Schwäbische Zeitung (Bad Waldsee / Aulendorf)

Chauvinist Mori wirft das Handtuch

Rücktritt des Organisati­onschefs ist vielleicht der letzte Sargnagel für Olympia in Tokio

- Von Angela Köhler

- Als ob die Macher der Olympische­n Spiele in Tokio nicht ohnehin schon genug Akzeptanzp­robleme hätten – mehr als acht von zehn Japanern wollen wegen der Corona-pandemie und der gigantisch­en Kosten das Sportspekt­akel nicht oder jedenfalls nicht in diesem Jahr. Nun trifft das Organisati­onskomitee der nächste Schlag: Sein Chef Yoshiro Mori wird voraussich­tlich am Freitag erzwungene­rmaßen demissioni­eren. Der 83-Jährige habe sich unter dem massiven Druck der Öffentlich­keit zu diesem radikalen Schritt entschloss­en, berichten japanische Medien unter Berufung auf olympische Insider. Auf einer eilig einberufen­en Sondersitz­ung soll über die sexistisch­en Verfehlung­en von Mori geurteilt werden.
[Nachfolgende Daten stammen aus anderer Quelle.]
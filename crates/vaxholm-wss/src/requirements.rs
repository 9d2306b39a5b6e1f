#![forbid(unsafe_code)]

//! Declarative description of what one decoration must do.

use chrono::{DateTime, Utc};
use vaxholm_core::algorithm;
use vaxholm_keys::X509Cert;

/// Default `wsu:Timestamp` lifetime.
pub const DEFAULT_TIMESTAMP_TIMEOUT_MS: u64 = 300_000;

/// Identifies elements of the message to sign or encrypt.
#[derive(Debug, Clone, PartialEq, Eq)]
pub enum ElementSelector {
    /// The SOAP `Body`.
    Body,
    /// The element carrying this `wsu:Id`, `Id`, `ID` or `AssertionID`.
    Id(String),
    /// Every element with this expanded name.
    Name { namespace: String, local_name: String },
}

impl ElementSelector {
    pub fn name(namespace: &str, local_name: &str) -> Self {
        Self::Name {
            namespace: namespace.to_owned(),
            local_name: local_name.to_owned(),
        }
    }
}

impl std::fmt::Display for ElementSelector {
    fn fmt(&self, f: &mut std::fmt::Formatter<'_>) -> std::fmt::Result {
        match self {
            Self::Body => f.write_str("soap:Body"),
            Self::Id(id) => write!(f, "#{id}"),
            Self::Name {
                namespace,
                local_name,
            } => write!(f, "{{{namespace}}}{local_name}"),
        }
    }
}

/// How the signature's `KeyInfo` refers to the sender certificate.
#[derive(Debug, Clone, Copy, PartialEq, Eq, Default)]
pub enum KeyReference {
    /// Embed the certificate as a `BinarySecurityToken` and reference it.
    #[default]
    BinarySecurityToken,
    /// `KeyIdentifier` with the subject key identifier (falls back to
    /// the thumbprint when the certificate has none).
    SubjectKeyIdentifier,
    /// `KeyIdentifier` with the SHA-1 thumbprint.
    Thumbprint,
    /// `X509IssuerSerial` inside the token reference.
    IssuerSerial,
}

/// A WS-SecureConversation session shared with the recipient.
#[derive(Clone)]
pub struct SecureConversationSession {
    /// `wsc:Identifier` of the security context.
    pub identifier: String,
    pub secret: Vec<u8>,
}

impl SecureConversationSession {
    pub fn new(identifier: impl Into<String>, secret: Vec<u8>) -> Self {
        Self {
            identifier: identifier.into(),
            secret,
        }
    }
}

impl std::fmt::Debug for SecureConversationSession {
    fn fmt(&self, f: &mut std::fmt::Formatter<'_>) -> std::fmt::Result {
        f.debug_struct("SecureConversationSession")
            .field("identifier", &self.identifier)
            .finish_non_exhaustive()
    }
}

/// The key that proves the sender's signature. Exactly one is active.
#[derive(Clone, Default)]
pub enum SigningSource {
    /// No sender key. With a recipient certificate a fresh `EncryptedKey`
    /// supplies an HMAC key instead.
    #[default]
    None,
    X509 {
        certificate: X509Cert,
        private_key: rsa::RsaPrivateKey,
    },
    /// Derived keys from a secure conversation.
    SecureConversation(SecureConversationSession),
    /// A secret previously exchanged in an `EncryptedKey`, referenced by
    /// the SHA-1 of its ciphertext.
    EncryptedKeySha1 { sha1: Vec<u8>, secret: Vec<u8> },
}

impl std::fmt::Debug for SigningSource {
    fn fmt(&self, f: &mut std::fmt::Formatter<'_>) -> std::fmt::Result {
        match self {
            Self::None => f.write_str("None"),
            Self::X509 { certificate, .. } => f
                .debug_struct("X509")
                .field("subject", &certificate.subject())
                .finish_non_exhaustive(),
            Self::SecureConversation(session) => {
                f.debug_tuple("SecureConversation").field(session).finish()
            }
            Self::EncryptedKeySha1 { .. } => f.write_str("EncryptedKeySha1(..)"),
        }
    }
}

/// Username and optional password for a `wsse:UsernameToken`.
#[derive(Clone)]
pub struct UsernameTokenCredentials {
    pub username: String,
    pub password: Option<String>,
    /// Add a random `wsse:Nonce` and a `wsu:Created`.
    pub include_nonce: bool,
}

impl UsernameTokenCredentials {
    pub fn new(username: impl Into<String>, password: Option<String>) -> Self {
        Self {
            username: username.into(),
            password,
            include_nonce: false,
        }
    }

    pub fn with_nonce(mut self) -> Self {
        self.include_nonce = true;
        self
    }
}

impl std::fmt::Debug for UsernameTokenCredentials {
    fn fmt(&self, f: &mut std::fmt::Formatter<'_>) -> std::fmt::Result {
        f.debug_struct("UsernameTokenCredentials")
            .field("username", &self.username)
            .field("password", &self.password.as_ref().map(|_| "***"))
            .field("include_nonce", &self.include_nonce)
            .finish()
    }
}

/// A token identifying the sender, carried in the security header.
#[derive(Debug, Clone)]
pub enum SenderToken {
    /// A serialized SAML assertion, inserted unchanged.
    SamlAssertion(String),
    UsernameToken(UsernameTokenCredentials),
}

/// Everything one security header needs.
#[derive(Debug, Clone)]
pub struct DecorationRequirements {
    /// Target actor/role of the security header; `None` is un-targeted.
    pub actor: Option<String>,
    pub must_understand: bool,
    pub elements_to_sign: Vec<ElementSelector>,
    pub elements_to_encrypt: Vec<ElementSelector>,
    /// Block cipher for `EncryptedData`.
    pub encryption_algorithm: String,
    /// Key transport for `EncryptedKey`.
    pub key_encryption_algorithm: String,
    /// Asymmetric signature method; symmetric keys always use HMAC-SHA1.
    pub signature_algorithm: String,
    pub digest_algorithm: String,
    pub key_reference: KeyReference,
    pub signing_source: SigningSource,
    pub recipient_certificate: Option<X509Cert>,
    pub sender_token: Option<SenderToken>,
    pub sign_sender_token: bool,
    /// Encrypt a `UsernameToken` sender token.
    pub encrypt_username_token: bool,
    /// With a SAML sender token, reference it from the signature
    /// `KeyInfo` (holder-of-key).
    pub key_reference_saml: bool,
    pub include_timestamp: bool,
    pub sign_timestamp: bool,
    /// Fixed creation time instead of now.
    pub timestamp_created: Option<DateTime<Utc>>,
    pub timestamp_timeout_ms: u64,
    /// `SignatureConfirmation` values to echo back; an empty string means
    /// the request carried no signature.
    pub signature_confirmations: Vec<String>,
}

impl DecorationRequirements {
    pub fn new() -> Self {
        Self {
            actor: None,
            must_understand: true,
            elements_to_sign: Vec::new(),
            elements_to_encrypt: Vec::new(),
            encryption_algorithm: algorithm::DEFAULT_ENCRYPTION.to_owned(),
            key_encryption_algorithm: algorithm::DEFAULT_KEY_TRANSPORT.to_owned(),
            signature_algorithm: algorithm::DEFAULT_SIGNATURE.to_owned(),
            digest_algorithm: algorithm::DEFAULT_DIGEST.to_owned(),
            key_reference: KeyReference::default(),
            signing_source: SigningSource::None,
            recipient_certificate: None,
            sender_token: None,
            sign_sender_token: false,
            encrypt_username_token: false,
            key_reference_saml: false,
            include_timestamp: true,
            sign_timestamp: false,
            timestamp_created: None,
            timestamp_timeout_ms: DEFAULT_TIMESTAMP_TIMEOUT_MS,
            signature_confirmations: Vec::new(),
        }
    }

    pub fn with_actor(mut self, actor: &str) -> Self {
        self.actor = Some(actor.to_owned());
        self
    }

    pub fn with_must_understand(mut self, must_understand: bool) -> Self {
        self.must_understand = must_understand;
        self
    }

    pub fn sign(mut self, selector: ElementSelector) -> Self {
        self.elements_to_sign.push(selector);
        self
    }

    pub fn encrypt(mut self, selector: ElementSelector) -> Self {
        self.elements_to_encrypt.push(selector);
        self
    }

    pub fn with_encryption_algorithm(mut self, uri: &str) -> Self {
        self.encryption_algorithm = uri.to_owned();
        self
    }

    pub fn with_key_encryption_algorithm(mut self, uri: &str) -> Self {
        self.key_encryption_algorithm = uri.to_owned();
        self
    }

    pub fn with_signature_algorithm(mut self, uri: &str) -> Self {
        self.signature_algorithm = uri.to_owned();
        self
    }

    pub fn with_digest_algorithm(mut self, uri: &str) -> Self {
        self.digest_algorithm = uri.to_owned();
        self
    }

    pub fn with_key_reference(mut self, key_reference: KeyReference) -> Self {
        self.key_reference = key_reference;
        self
    }

    pub fn with_signing_source(mut self, source: SigningSource) -> Self {
        self.signing_source = source;
        self
    }

    pub fn with_sender_certificate(self, certificate: X509Cert, private_key: rsa::RsaPrivateKey) -> Self {
        self.with_signing_source(SigningSource::X509 {
            certificate,
            private_key,
        })
    }

    pub fn with_recipient_certificate(mut self, certificate: X509Cert) -> Self {
        self.recipient_certificate = Some(certificate);
        self
    }

    pub fn with_sender_token(mut self, token: SenderToken, sign: bool) -> Self {
        self.sender_token = Some(token);
        self.sign_sender_token = sign;
        self
    }

    pub fn with_encrypt_username_token(mut self, encrypt: bool) -> Self {
        self.encrypt_username_token = encrypt;
        self
    }

    pub fn with_key_reference_saml(mut self, enabled: bool) -> Self {
        self.key_reference_saml = enabled;
        self
    }

    pub fn with_timestamp(mut self, include: bool, sign: bool) -> Self {
        self.include_timestamp = include;
        self.sign_timestamp = sign;
        self
    }

    pub fn with_timestamp_created(mut self, created: DateTime<Utc>) -> Self {
        self.timestamp_created = Some(created);
        self
    }

    pub fn with_timestamp_timeout_ms(mut self, timeout_ms: u64) -> Self {
        self.timestamp_timeout_ms = timeout_ms;
        self
    }

    pub fn with_signature_confirmation(mut self, value: &str) -> Self {
        self.signature_confirmations.push(value.to_owned());
        self
    }

    /// Whether any signature will be produced.
    pub fn signing_required(&self) -> bool {
        !self.elements_to_sign.is_empty()
            || self.sign_timestamp
            || !self.signature_confirmations.is_empty()
            || (self.sender_token.is_some() && self.sign_sender_token)
    }

    /// Whether anything will be encrypted.
    pub fn encryption_required(&self) -> bool {
        !self.elements_to_encrypt.is_empty()
            || (self.encrypt_username_token
                && matches!(self.sender_token, Some(SenderToken::UsernameToken(_))))
    }
}

impl Default for DecorationRequirements {
    fn default() -> Self {
        Self::new()
    }
}

#[cfg(test)]
mod tests {
    use super::*;

    #[test]
    fn test_defaults() {
        let reqs = DecorationRequirements::default();
        assert!(reqs.include_timestamp);
        assert!(!reqs.signing_required());
        assert!(!reqs.encryption_required());
        assert_eq!(reqs.timestamp_timeout_ms, 300_000);
        assert_eq!(reqs.encryption_algorithm, algorithm::AES128_CBC);
        assert_eq!(reqs.key_encryption_algorithm, algorithm::RSA_PKCS1);
        assert!(matches!(reqs.signing_source, SigningSource::None));
    }

    #[test]
    fn test_timestamp_only_signature_is_signing() {
        let reqs = DecorationRequirements::new().with_timestamp(true, true);
        assert!(reqs.signing_required());
    }

    #[test]
    fn test_username_token_encryption_counts() {
        let creds = UsernameTokenCredentials::new("alice", Some("secret".into()));
        let reqs = DecorationRequirements::new()
            .with_sender_token(SenderToken::UsernameToken(creds), false)
            .with_encrypt_username_token(true);
        assert!(reqs.encryption_required());
        assert!(!reqs.signing_required());
        assert!(!format!("{reqs:?}").contains("secret"));
    }
}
Ein Eklat der Sonderklas­se, rund fünfeinhal­b Monate vor der geplanten Eröffnung der Spiele am 23. Juli. Und ein Skandal, wie ihn das an Chauvinism­us und sexuelle Überheblic­hkeit seiner alten Männer eigentlich­er gewohnte Japan auch nur selten erlebt. Bei einer Videokonfe­renz des Japanische­n Olympische­n Komitees sollte es eigentlich harmlos darum gehen, den Frauenante­il im Vorstand in der Perspektiv­e von 20 auf 40 Prozent zu verdoppeln. Mori war heftig dagegen und Anwesende zitieren ihn so: „Frauen haben ein ausgeprägt­es Verlangen nach Konkurrenz. Jede will die andere überbieten. Deshalb sprechen dann alle.“Und weiter: „Wenn man die Zahl der weiblichen Mitglieder im Gremium erhöht und deren Redezeit nicht limitiert, kommen sie nur schwer zum Ende, was nervig ist.“Dieses flapsige Statement soll in der Runde Lachen ausgelöst haben.
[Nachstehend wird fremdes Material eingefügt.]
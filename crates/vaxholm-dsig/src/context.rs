#![forbid(unsafe_code)]

//! DSig context: algorithm choices for signature creation.

use vaxholm_c14n::C14nMode;
use vaxholm_core::algorithm;

/// Algorithms used when producing a signature.
#[derive(Debug, Clone)]
pub struct DsigContext {
    /// Canonicalization for `SignedInfo` and every reference.
    pub c14n: C14nMode,
    /// Digest algorithm URI for references.
    pub digest_uri: String,
    /// Signature algorithm URI.
    pub signature_uri: String,
    /// InclusiveNamespaces PrefixList written on reference transforms.
    pub inclusive_prefixes: Vec<String>,
}

impl DsigContext {
    /// Context with the default asymmetric signature algorithm.
    pub fn new() -> Self {
        Self {
            c14n: C14nMode::Exclusive,
            digest_uri: algorithm::DEFAULT_DIGEST.to_owned(),
            signature_uri: algorithm::DEFAULT_SIGNATURE.to_owned(),
            inclusive_prefixes: Vec::new(),
        }
    }

    /// Context for a symmetric (HMAC) signature.
    pub fn hmac() -> Self {
        Self {
            signature_uri: algorithm::DEFAULT_HMAC.to_owned(),
            ..Self::new()
        }
    }

    pub fn with_signature_uri(mut self, uri: &str) -> Self {
        self.signature_uri = uri.to_owned();
        self
    }

    pub fn with_digest_uri(mut self, uri: &str) -> Self {
        self.digest_uri = uri.to_owned();
        self
    }
}

impl Default for DsigContext {
    fn default() -> Self {
        Self::new()
    }
}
Viele seiner Landsleute fanden diese abfällige Bemerkung dagegen als Verbaldumm­heit und überhaupt nicht lustig. Im Gegezug brach ein Sturm der Empörung los. Vor allem in den sozialen Netzwerken, wo viele User unter dem Hashtag #Moriresign ihrem Unmut Luft machen. Hunderttau­sende unterzeich­neten eine Onlinepeti­tion, die das Japanische Olympische Komitee auffordert, gegen Mori und dessen Frauenfein­dlichkeit aktiv zu werden. Nach einer Umfrage der japanische­n Nachrichte­nagentur Kyodo verlangen 60 Prozent der Japaner den sofortigen Rücktritt, weil Mori mit solchen sexistisch­en Äußerungen für diesen Topposten „nicht qualifizie­rt“sei. Die Gleichstel­lung der

Geschlecht­er sollte für die Olympische­n Spiele in Tokio, „eine Selbstvers­tändlichke­it“sein, sagte die Direktorin des Japanische­n Olympische­n Komitees, Kaori Yamagouchi, der Zeitung „Japan Times“. Es sei „mehr als bedauerlic­h, dass sich der Präsident des Organisati­onskomitee­s zu einer solchen Bemerkung hinreißen lässt“.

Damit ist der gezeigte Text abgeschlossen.